Inside, the camper features a sink with a drain and a bottle to pump water to the faucet. The cabinets look more like a duffel bag – they open with zippers – though they have shelves and panels to support storage of belongings.

Because it’s so light compared to a conventional camper, drivers save on gasoline and can maneuver their vehicles on Colorado’s rougher backcountry roads, Drake said.

Also, the camper has plastic windows and doors that lock, so equipment like bicycles and motorcycles can be stored inside. In the rear of the camper are benches that can be converted to a table and a bed. Two halogen lights are embedded in the ceiling.

When taken apart, the camper’s parts occupy a space of 4 feet by 5 feet.

All of this is why Drake can say there’s no other camper on the market quite like his.

Drake plans to have at least 25 units in his inventory this year, and more, he hopes, in the future. The plastic parts are molded in the Denver area, and, for the moment, the assembly takes place in Drake’s Loveland garage.

While Drake claims not to be interested in “Shark Tank,” investors are interested in him.

Ryan Speir, former COO of the Rocky Mountain Innosphere in Fort Collins, has invested in the company and taken on the role of chief operating officer.

Speir said he was drawn by the design’s versatility – Teal International also sells 8-foot-by-8-foot shelters.

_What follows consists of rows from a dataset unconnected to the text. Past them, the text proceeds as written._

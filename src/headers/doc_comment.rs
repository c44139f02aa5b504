// Thu Oct 15 2026 - Alex

use crate::headers::comments::CommentSpans;
use crate::text::line_end;

/// Documentation attached to a declaration: a comment trailing the
/// terminator on the same line wins, otherwise the doc block directly above.
pub fn extract_doc_comment(text: &str, spans: &CommentSpans, decl_start: usize, end_index: usize) -> Option<String> {
    trailing_comment(text, spans, end_index).or_else(|| doc_block_above(text, decl_start))
}

/// A comment that both starts and ends on the terminator's line. A block
/// that runs onto later lines belongs to whatever follows it.
pub fn trailing_comment(text: &str, spans: &CommentSpans, end_index: usize) -> Option<String> {
    let from = (end_index + 1).min(text.len());
    let eol = line_end(text, from);
    let (start, end) = spans.first_in(from, eol).filter(|&(_, end)| end <= eol)?;
    non_empty(clean_comment(&text[start..end]))
}

/// A contiguous `///`/`//!` run or a single `/** */`/`/*! */` block ending on
/// the line right before `decl_start`. A blank line in between detaches it.
pub fn doc_block_above(text: &str, decl_start: usize) -> Option<String> {
    let lines: Vec<&str> = text[..decl_start].lines().collect();
    let last = lines.last()?.trim();

    if is_line_doc(last) {
        let block: Vec<&str> = lines.iter().rev().take_while(|l| is_line_doc(l.trim())).copied().collect();
        let joined = block.into_iter().rev().collect::<Vec<_>>().join("\n");
        return non_empty(clean_comment(&joined));
    }

    if last.ends_with("*/") {
        let close = lines.len() - 1;
        let open = (0..=close).rev().find(|&i| lines[i].contains("/*"))?;
        let opening = &lines[open][lines[open].rfind("/*")?..];
        let is_doc = (opening.starts_with("/**") || opening.starts_with("/*!")) && !opening.starts_with("/**/");
        if !is_doc {
            return None;
        }
        let mut block = vec![opening];
        block.extend_from_slice(&lines[open + 1..=close]);
        return non_empty(clean_comment(&block.join("\n")));
    }

    None
}

/// Strips comment delimiters, leading `*` decoration and `@brief` markers.
pub fn clean_comment(raw: &str) -> String {
    let raw = raw.trim();
    let body = if raw.starts_with("/*") {
        let inner = raw.trim_start_matches("/*");
        let inner = inner.strip_prefix('*').or_else(|| inner.strip_prefix('!')).unwrap_or(inner);
        inner.strip_suffix("*/").unwrap_or(inner).to_string()
    } else {
        raw.lines()
            .map(|line| {
                let line = line.trim_start();
                let line = line
                    .strip_prefix("///")
                    .or_else(|| line.strip_prefix("//!"))
                    .or_else(|| line.strip_prefix("//"))
                    .unwrap_or(line);
                line.to_string()
            })
            .collect::<Vec<_>>()
            .join("\n")
    };

    let lines: Vec<String> = body
        .lines()
        .map(|line| {
            let line = line.trim().trim_start_matches('*').trim_start();
            let line = line.strip_prefix('<').unwrap_or(line).trim_start();
            strip_brief(line).trim().to_string()
        })
        .collect();

    let first = lines.iter().position(|l| !l.is_empty());
    let last = lines.iter().rposition(|l| !l.is_empty());
    match (first, last) {
        (Some(a), Some(b)) => lines[a..=b].join("\n"),
        _ => String::new(),
    }
}

fn strip_brief(line: &str) -> &str {
    line.strip_prefix("@brief")
        .or_else(|| line.strip_prefix("\\brief"))
        .unwrap_or(line)
}

fn is_line_doc(line: &str) -> bool {
    line.starts_with("///") || line.starts_with("//!")
}

fn non_empty(text: String) -> Option<String> {
    if text.is_empty() {
        None
    } else {
        Some(text)
    }
}

#[cfg(test)]
mod tests {
    use super::*;

    fn doc_for(text: &str, marker: &str) -> Option<String> {
        let spans = CommentSpans::build(text);
        let idx = text.find(marker).unwrap();
        let decl_start = crate::text::line_start(text, idx);
        let end = idx + text[idx..].find(';').unwrap();
        extract_doc_comment(text, &spans, decl_start, end)
    }

    #[test]
    fn test_line_doc_block() {
        let text = "/// Computes something.\n/// Second line.\nint Foo(int x);";
        assert_eq!(doc_for(text, "int Foo").as_deref(), Some("Computes something.\nSecond line."));
    }

    #[test]
    fn test_javadoc_block() {
        let text = "/**\n * @brief Opens the stream.\n *\n * Returns zero on success.\n */\nint Open(void);";
        assert_eq!(
            doc_for(text, "int Open").as_deref(),
            Some("Opens the stream.\n\nReturns zero on success.")
        );
    }

    #[test]
    fn test_blank_line_detaches_doc() {
        let text = "/// Unrelated.\n\nint Foo(int x);";
        assert_eq!(doc_for(text, "int Foo"), None);
    }

    #[test]
    fn test_plain_block_comment_is_not_doc() {
        let text = "/* license text */\nint Foo(int x);";
        assert_eq!(doc_for(text, "int Foo"), None);
    }

    #[test]
    fn test_block_opening_after_terminator_documents_next_declaration() {
        let text = "int Foo(void); /** Releases the Bar handle.\n * Must be paired with Bar_open. */\nint Bar(void);";
        assert_eq!(doc_for(text, "int Foo"), None);
        assert_eq!(
            doc_for(text, "int Bar").as_deref(),
            Some("Releases the Bar handle.\nMust be paired with Bar_open.")
        );
    }

    #[test]
    fn test_trailing_comment_preferred() {
        let text = "/// Above.\nint Foo(int x); ///< Trailing.\n";
        assert_eq!(doc_for(text, "int Foo").as_deref(), Some("Trailing."));
    }

    #[test]
    fn test_single_line_block() {
        let text = "/** Frees the handle. */\nvoid Free(void *h);";
        assert_eq!(doc_for(text, "void Free").as_deref(), Some("Frees the handle."));
    }

    #[test]
    fn test_clean_comment_variants() {
        assert_eq!(clean_comment("// simple"), "simple");
        assert_eq!(clean_comment("/*! qt style */"), "qt style");
        assert_eq!(clean_comment("/// \\brief Short."), "Short.");
    }
}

Those aren’t designed to fit on a utility trailer, but Speir wants to sell them to people like victims of Hurricane Sandy, who still lack shelter months after the storm struck the Northeast.

Or, they could be used as an ice-fishing shelter as well as towed by a snowmobile or ATV during skiing or hunting trips. They could also be used to convert a pontoon boat into a houseboat.

“There’s just all kinds of ways it can be used,” Drake said. “It just started out as a camper.”